Sophie ne tenait plus en place. Elle débordait d’énergie, même si elle n’avait pu fermer l’œil de la nuit. Elle n’avait jamais été aussi impatiente de toute sa vie. Aucun anniversaire ni même aucun Noël n’avait attisé sa fébrilité au point d’éprouver de la difficulté à respirer. Le bonheur l’asphyxiait presque. Elle avait passé les dernières semaines à se préparer pour cet instant. Elle avait tout planifié dans les moindres détails. Elle avait passé des heures dans la petite chambre, à meubler, décorer et garnir de jouets chaque recoin. La jeune femme avait cherché pendant des semaines tout ce qui pouvait se rapprocher de la thématique dinosaures : lampe, douillette, coussins, autocollants muraux, tapis de jeu, figurines, toutous, livres. La chambre, peinte en bleu, était devenue un véritable musée archéologique pour tout enfant qui aspirait à devenir paléontologue, ou dompteur de dinosaures.
Sophie avait assisté à toutes les rencontres préparatoires, toutes les formations. Elle avait pris des notes et les avait consignées dans un grand cahier. Elle souhaitait démontrer tout le sérieux qu’elle accordait à cette démarche si importante pour elle. Devenir famille d’accueil avait été une grande décision. À 34 ans, la jeune femme était enfin en paix avec sa réalité. Éric et elle avait essayé de concevoir un enfant pendant 3 ans. 3 longues années à espérer, chaque mois. 3 longues années à être déçus, chaque mois. Ils avaient tout essayé : des recettes de grand-mère à l’homéopathie en passant par de coûteux traitements. Rien n’y fit. Tous ces mois à calculer et à planifier les relations sexuelles étaient devenus de plus en plus pesants. Une lourdeur à tout écraser, dont leur couple. Éric était parti, un matin de septembre, épuisé de cette relation devenue une quête stérile de fécondité. On dit que l’arrivée d’un bébé ne sauve pas un couple. L’absence de bébé non plus.

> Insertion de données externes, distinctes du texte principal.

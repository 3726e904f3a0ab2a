//! Interrupt-safe event flag set.
//!
//! A single 8-bit word shared between interrupt context (set only) and
//! the main event loop (clear and read). `set` is the only operation an
//! ISR calls and on this class of MCU ISRs are non-reentrant, so it
//! needs no masking of its own. `clear` is a read-modify-write and MUST
//! run with interrupts masked so a concurrently-set bit is never lost.

use core::sync::atomic::{AtomicU8, Ordering};

/// WDT — the virtual watchdog reached its target duration.
pub const WDT: u8 = 0b0000_0001;
/// BUTTON — the button pin-change interrupt fired.
pub const BUTTON: u8 = 0b0000_0010;

static FLAGS: AtomicU8 = AtomicU8::new(0);

/// Event flag set. Zero-sized — all state lives in the static word so
/// interrupt handlers, which cannot hold a reference to a stack value,
/// can reach it directly.
pub struct EventFlags;

impl EventFlags {
    pub const fn new() -> Self {
        Self
    }

    /// Bit-or `flag` into the set. Callable only from interrupt context
    /// (non-reentrant on this MCU class, so no masking needed here).
    pub fn set(&self, flag: u8) {
        FLAGS.fetch_or(flag, Ordering::Relaxed);
    }

    /// Store zero. Single-instruction atomic, no masking required.
    pub fn reset(&self) {
        FLAGS.store(0, Ordering::Relaxed);
    }

    /// Read-modify-write clearing `flag`, under a masked critical
    /// section so a concurrently-set bit is never lost.
    pub fn clear(&self, flag: u8) {
        critical_section::with(|_| {
            FLAGS.fetch_and(!flag, Ordering::Relaxed);
        });
    }

    /// Read the raw word. Used by the event loop's masked re-check.
    pub fn get(&self) -> u8 {
        FLAGS.load(Ordering::Relaxed)
    }

    pub fn is_set(&self, flag: u8) -> bool {
        self.get() & flag != 0
    }
}

impl Default for EventFlags {
    fn default() -> Self {
        Self::new()
    }
}

#[cfg(test)]
mod tests {
    use super::*;

    fn reset() {
        FLAGS.store(0, Ordering::SeqCst);
    }

    #[test]
    fn set_is_idempotent() {
        reset();
        let f = EventFlags::new();
        f.set(WDT);
        f.set(WDT);
        assert_eq!(f.get(), WDT);
    }

    #[test]
    fn set_two_flags_ors_together() {
        reset();
        let f = EventFlags::new();
        f.set(WDT);
        f.set(BUTTON);
        assert_eq!(f.get(), WDT | BUTTON);
    }

    #[test]
    fn clear_removes_only_that_flag() {
        reset();
        let f = EventFlags::new();
        f.set(WDT);
        f.set(BUTTON);
        f.clear(WDT);
        assert!(!f.is_set(WDT));
        assert!(f.is_set(BUTTON));
    }

    #[test]
    fn reset_clears_everything() {
        reset();
        let f = EventFlags::new();
        f.set(WDT);
        f.set(BUTTON);
        f.reset();
        assert_eq!(f.get(), 0);
    }

    #[test]
    fn starts_empty() {
        reset();
        let f = EventFlags::new();
        assert_eq!(f.get(), 0);
    }
}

Sophie prit la nouvelle comme un échec de plus. Elle était si obnubilée par l’idée de devenir mère qu’elle n’avait pas réalisé à quel point son couple manquait d’air. Ou plutôt, elle le savait mais elle s’appliquait à l’ignorer. Il n’y avait plus de complicité, d’étincelles depuis longtemps. Ils ne faisaient plus l’amour; ils effectuaient un rituel technique dans le but de maximiser les chances de fécondation. Ils ne parlaient que de procréation, d’options, de traitements. Chaque déception mensuelle les éloignait l’un de l’autre. Sophie était littéralement obsédée. Toute sa vie était concentrée sur l’objectif d’être enceinte. Tout le reste n’avait plus d’importance. Elle avait toujours cru que, de toute façon, le jour où deux petites lignes apparaitraient enfin sur le bâtonnet blanc, tout se règlerait. Ils redeviendraient amoureux et pourraient se concentrer à créer un petit nid douillet pour le futur bébé. Ce jour n’était pas venu. La première chose qu’elle avait pensé en regardant Éric s’éloigner dans son véhicule bondé de valises, c’était qu’elle n’avait plus de père potentiel. Elle lui en voulait, non pas de ne plus l’aimer, mais d’avoir abandonné en plein processus de traitements. Le mois prochain aurait peut-être été le bon.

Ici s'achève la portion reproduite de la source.